Targett first fails to address the fact that the officer’s concerns over the free speech ball were not limited to the penis drawing and its violation of the sexual misconduct policy. The officer instructed Stewart and Cooper to monitor what students wrote on the ball for messages that could offend, provoke, or hurt others, who might see such content and “want something done about it.” Targett’s letter does not address this admonition to screen for content that could include virtually anything—for who can predict all that might offend, provoke, or hurt another?—or FIRE’s point that such overbroad directives are plainly unconstitutional under long-established law. The officer’s conversation with Stewart and Cooper reveals a fundamental misapprehension of student free speech rights that should be alarming to the UD administration. Accordingly, Targett’s silence on the issue should be alarming to UD students.
Next, while Targett acknowledges that the officer wrongly invoked UD’s sexual misconduct policy during the April 13 encounter, she fails to address the fact that the source of his confusion could easily come from the policy itself. The policy defines sexual harassment to include “verbal … conduct of a sexual nature when … such conduct has the purpose or effect of … creating an intimidating, hostile, or offensive working, living, or academic environment.” (Emphasis added.) In 2008, the Third Circuit ruled that a nearly identical definition of sexual harassment at Temple University was unconstitutionally overbroad, in violation of the First Amendment, because it could easily be applied to punish protected speech. In this encounter between officer and students, we see that very scenario play out. Yet Targett declines to offer any explanation for why her institution continues to maintain a policy that has already been held unconstitutional by a court UD is legally bound to obey.
Finally, Targett displays a worrying lack of concern for the fact that the students here avoided a violation of their rights only by disregarding the warnings of a police officer. This encounter was not with an “educator” encouraging the students to “consider and appreciate the impact their words may have on others.” This was a law enforcement figure who, “well-intentioned” or not, threw around words such as “investigate” and “hate crime.” That Stewart and Cooper, who were engaged in a free speech demonstration, had better knowledge of their rights than the officer does not excuse the situation. And Stewart and Cooper’s knowledge won’t help the next time an officer tells a different UD student she has to shut down a provocative display and she complies with the order—whether because she takes his incorrect application of UD policy at face value or, even knowing the officer is incorrect, fears the potential cost of noncompliance. A campus police officer’s use of authority to direct students to censor themselves while misstating the law and university policy deserves a response with more gravity than Targett’s letter offers. UD students should rightly expect campus police officers to be appropriately trained on their rights.

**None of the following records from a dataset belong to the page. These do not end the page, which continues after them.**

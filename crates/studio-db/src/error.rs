//! # Database Error Types
//!
//! Error types for database operations.
//!
//! ## Error Flow
//! ```text
//! ┌─────────────────────────────────────────────────────────────────────────┐
//! │                    Error Propagation                                    │
//! │                                                                         │
//! │  Input::validate()          SQLite Error (sqlx::Error)                 │
//! │       │                            │                                    │
//! │       ▼                            ▼                                    │
//! │  ValidationErrors           DbError (this module)                      │
//! │       │                            │                                    │
//! │       └──────────► DbError ◄───────┘                                   │
//! │                      │                                                  │
//! │                      ▼                                                  │
//! │  API layer: 400 Validation, 404 NotFound, 409 Conflict, 500 rest       │
//! └─────────────────────────────────────────────────────────────────────────┘
//! ```

use studio_core::{CoreError, ValidationError, ValidationErrors};
use thiserror::Error;

/// Database operation errors.
#[derive(Debug, Error)]
pub enum DbError {
    /// Entity not found in database.
    #[error("{entity} not found: {id}")]
    NotFound { entity: String, id: String },

    /// Input failed field validation, including duplicates and unknown
    /// references detected before the write.
    #[error("Validation failed: {0}")]
    Validation(ValidationErrors),

    /// Delete refused because protected rows still reference the entity.
    ///
    /// ## When This Occurs
    /// - Deleting a variant that appears on an order or consignment
    /// - Deleting a product whose variants do
    #[error("{entity} {id} is still referenced by {referenced_by}")]
    Conflict {
        entity: String,
        id: String,
        referenced_by: String,
    },

    /// No free SKU could be allocated.
    #[error("Could not allocate a unique SKU for '{base}' after {attempts} attempts")]
    AllocationExhausted { base: String, attempts: u32 },

    /// Unique constraint violation not attributable to a known field.
    #[error("Duplicate {field}: '{value}' already exists")]
    UniqueViolation { field: String, value: String },

    /// Foreign key constraint violation.
    #[error("Foreign key violation: {message}")]
    ForeignKeyViolation { message: String },

    /// Database connection failed.
    ///
    /// ## When This Occurs
    /// - Database file doesn't exist and can't be created
    /// - File permissions issue
    #[error("Connection failed: {0}")]
    ConnectionFailed(String),

    #[error("Migration failed: {0}")]
    MigrationFailed(String),

    #[error("Query failed: {0}")]
    QueryFailed(String),

    #[error("Transaction failed: {0}")]
    TransactionFailed(String),

    /// Pool exhausted (all connections in use).
    #[error("Connection pool exhausted")]
    PoolExhausted,

    #[error("Internal database error: {0}")]
    Internal(String),
}

impl DbError {
    /// Creates a NotFound error for a given entity type and ID.
    pub fn not_found(entity: impl Into<String>, id: impl Into<String>) -> Self {
        DbError::NotFound {
            entity: entity.into(),
            id: id.into(),
        }
    }

    /// Creates a Conflict error for a protected delete.
    pub fn conflict(
        entity: impl Into<String>,
        id: impl Into<String>,
        referenced_by: impl Into<String>,
    ) -> Self {
        DbError::Conflict {
            entity: entity.into(),
            id: id.into(),
            referenced_by: referenced_by.into(),
        }
    }

    /// Creates a validation error reporting `value` as already taken.
    pub fn duplicate(field: impl Into<String>, value: impl Into<String>) -> Self {
        DbError::Validation(ValidationErrors::from(ValidationError::Duplicate {
            field: field.into(),
            value: value.into(),
        }))
    }

    /// The validation report, when this is a validation failure.
    pub fn validation_errors(&self) -> Option<&ValidationErrors> {
        match self {
            DbError::Validation(report) => Some(report),
            _ => None,
        }
    }

    /// Whether a raw UNIQUE violation names `column` (e.g. `products.sku`).
    pub(crate) fn is_unique_violation_on(&self, column: &str) -> bool {
        matches!(self, DbError::UniqueViolation { field, .. } if field.contains(column))
    }
}

impl From<ValidationErrors> for DbError {
    fn from(report: ValidationErrors) -> Self {
        DbError::Validation(report)
    }
}

impl From<ValidationError> for DbError {
    fn from(err: ValidationError) -> Self {
        DbError::Validation(err.into())
    }
}

impl From<CoreError> for DbError {
    fn from(err: CoreError) -> Self {
        match err {
            CoreError::AllocationExhausted { base, attempts } => {
                DbError::AllocationExhausted { base, attempts }
            }
            CoreError::Validation(report) => DbError::Validation(report),
        }
    }
}

/// Convert sqlx errors to DbError.
///
/// ## Error Mapping
/// ```text
/// sqlx::Error::RowNotFound    → DbError::NotFound
/// sqlx::Error::Database       → Analyze message for constraint type
/// sqlx::Error::PoolTimedOut   → DbError::PoolExhausted
/// Other                       → DbError::Internal
/// ```
impl From<sqlx::Error> for DbError {
    fn from(err: sqlx::Error) -> Self {
        match err {
            sqlx::Error::RowNotFound => DbError::NotFound {
                entity: "Record".to_string(),
                id: "unknown".to_string(),
            },

            sqlx::Error::Database(db_err) => {
                let msg = db_err.message();

                // "UNIQUE constraint failed: <table>.<column>[, <table>.<column>]"
                // "FOREIGN KEY constraint failed"
                if let Some(columns) = msg.strip_prefix("UNIQUE constraint failed: ") {
                    DbError::UniqueViolation {
                        field: columns.to_string(),
                        value: "unknown".to_string(),
                    }
                } else if msg.contains("FOREIGN KEY constraint failed") {
                    DbError::ForeignKeyViolation {
                        message: msg.to_string(),
                    }
                } else {
                    DbError::QueryFailed(msg.to_string())
                }
            }

            sqlx::Error::PoolTimedOut => DbError::PoolExhausted,

            sqlx::Error::PoolClosed => DbError::ConnectionFailed("Pool is closed".to_string()),

            _ => DbError::Internal(err.to_string()),
        }
    }
}

impl From<sqlx::migrate::MigrateError> for DbError {
    fn from(err: sqlx::migrate::MigrateError) -> Self {
        DbError::MigrationFailed(err.to_string())
    }
}

/// Result type for database operations.
pub type DbResult<T> = Result<T, DbError>;
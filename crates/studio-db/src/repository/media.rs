//! # Media Repository
//!
//! Product images. Rows are removed with their product.

use serde::{Deserialize, Serialize};
use sqlx::{QueryBuilder, Sqlite, SqliteConnection, SqlitePool};
use tracing::debug;

use studio_core::validation::{require, MediaInput};
use studio_core::{Media, MediaKind, MediaView, ValidationErrors};

use super::{check_reference, new_id, push_page, push_search, row_exists, Page, PageRequest};
use crate::error::{DbError, DbResult};

const SELECT_MEDIA: &str = "SELECT id, product_id, kind, image, alt_text FROM media";

const SELECT_VIEW: &str = "SELECT m.id, m.product_id, m.kind, m.image, m.alt_text, \
                           p.title AS product_title \
                           FROM media m JOIN products p ON p.id = m.product_id";

#[derive(Debug, Clone, Default, PartialEq, Serialize, Deserialize)]
pub struct MediaFilter {
    pub product_id: Option<String>,
    pub kind: Option<MediaKind>,
    /// Matches alt text and product title.
    pub search: Option<String>,
    pub page: PageRequest,
}

#[derive(sqlx::FromRow)]
struct MediaRow {
    #[sqlx(flatten)]
    media: Media,
    product_title: String,
}

/// Repository for product images.
#[derive(Debug, Clone)]
pub struct MediaRepository {
    pool: SqlitePool,
    media_base_url: Option<String>,
}

impl MediaRepository {
    pub fn new(pool: SqlitePool, media_base_url: Option<String>) -> Self {
        MediaRepository {
            pool,
            media_base_url,
        }
    }

    pub async fn create(&self, input: &MediaInput) -> DbResult<Media> {
        input.validate()?;

        let mut tx = self.pool.begin().await?;
        let media = insert(&mut tx, input).await?;
        tx.commit().await?;

        debug!(id = %media.id, product_id = %media.product_id, "Created media");
        Ok(media)
    }

    pub async fn get_by_id(&self, id: &str) -> DbResult<Option<Media>> {
        let media = sqlx::query_as::<_, Media>(&format!("{SELECT_MEDIA} WHERE id = ?1"))
            .bind(id)
            .fetch_optional(&self.pool)
            .await?;

        Ok(media)
    }

    pub async fn get_view(&self, id: &str) -> DbResult<Option<MediaView>> {
        let row = sqlx::query_as::<_, MediaRow>(&format!("{SELECT_VIEW} WHERE m.id = ?1"))
            .bind(id)
            .fetch_optional(&self.pool)
            .await?;

        Ok(row.map(|r| self.view(r)))
    }

    pub async fn update(&self, id: &str, input: &MediaInput) -> DbResult<Media> {
        input.validate()?;

        let mut tx = self.pool.begin().await?;

        if !row_exists(&mut tx, "media", id).await? {
            return Err(DbError::not_found("Media", id));
        }
        check_integrity(&mut tx, input).await?;

        let media = build(id.to_string(), input)?;

        sqlx::query(
            "UPDATE media SET product_id = ?2, kind = ?3, image = ?4, alt_text = ?5 WHERE id = ?1",
        )
        .bind(&media.id)
        .bind(&media.product_id)
        .bind(media.kind)
        .bind(&media.image)
        .bind(&media.alt_text)
        .execute(&mut *tx)
        .await?;

        tx.commit().await?;

        Ok(media)
    }

    pub async fn delete(&self, id: &str) -> DbResult<()> {
        let result = sqlx::query("DELETE FROM media WHERE id = ?1")
            .bind(id)
            .execute(&self.pool)
            .await?;

        if result.rows_affected() == 0 {
            return Err(DbError::not_found("Media", id));
        }

        Ok(())
    }

    pub async fn list(&self, filter: &MediaFilter) -> DbResult<Page<MediaView>> {
        let mut count = QueryBuilder::<Sqlite>::new(
            "SELECT COUNT(*) FROM media m JOIN products p ON p.id = m.product_id WHERE 1 = 1",
        );
        push_filters(&mut count, filter)?;
        let total: i64 = count.build_query_scalar().fetch_one(&self.pool).await?;

        let mut select = QueryBuilder::<Sqlite>::new(SELECT_VIEW);
        select.push(" WHERE 1 = 1");
        push_filters(&mut select, filter)?;
        select.push(" ORDER BY p.title, m.rowid");
        push_page(&mut select, &filter.page);

        let rows = select.build_query_as::<MediaRow>().fetch_all(&self.pool).await?;

        Ok(Page::new(rows, total, &filter.page).map(|r| self.view(r)))
    }

    fn view(&self, row: MediaRow) -> MediaView {
        MediaView::new(row.media, row.product_title, self.media_base_url.as_deref())
    }
}

fn push_filters(qb: &mut QueryBuilder<'_, Sqlite>, filter: &MediaFilter) -> DbResult<()> {
    if let Some(product_id) = &filter.product_id {
        qb.push(" AND m.product_id = ").push_bind(product_id.clone());
    }
    if let Some(kind) = filter.kind {
        qb.push(" AND m.kind = ").push_bind(kind);
    }
    push_search(qb, filter.search.as_deref(), &["m.alt_text", "p.title"])
}

fn build(id: String, input: &MediaInput) -> DbResult<Media> {
    Ok(Media {
        id,
        product_id: input.product_id.clone(),
        kind: require("kind", input.kind)?,
        image: input.image.clone(),
        alt_text: input.alt_text.clone(),
    })
}

async fn check_integrity(conn: &mut SqliteConnection, input: &MediaInput) -> DbResult<()> {
    let mut errors = ValidationErrors::new();
    check_reference(conn, &mut errors, "product_id", "products", &input.product_id).await?;
    errors.into_result()?;
    Ok(())
}

/// Inserts a validated media row.
pub(crate) async fn insert(conn: &mut SqliteConnection, input: &MediaInput) -> DbResult<Media> {
    check_integrity(conn, input).await?;

    let media = build(new_id(), input)?;

    sqlx::query(
        "INSERT INTO media (id, product_id, kind, image, alt_text) VALUES (?1, ?2, ?3, ?4, ?5)",
    )
    .bind(&media.id)
    .bind(&media.product_id)
    .bind(media.kind)
    .bind(&media.image)
    .bind(&media.alt_text)
    .execute(&mut *conn)
    .await?;

    Ok(media)
}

FIRE’s April 15 letter to Targett was not just about a single penis drawn on a giant beach ball. It was about a public university’s obligation to uphold its students’ First Amendment rights and its responsibility to ensure campus police officers enforcing university rules do the same. We again pose the question to Targett: What will the UD administration do to ensure that a campus police officer does not direct students to self-censor protected speech in the future?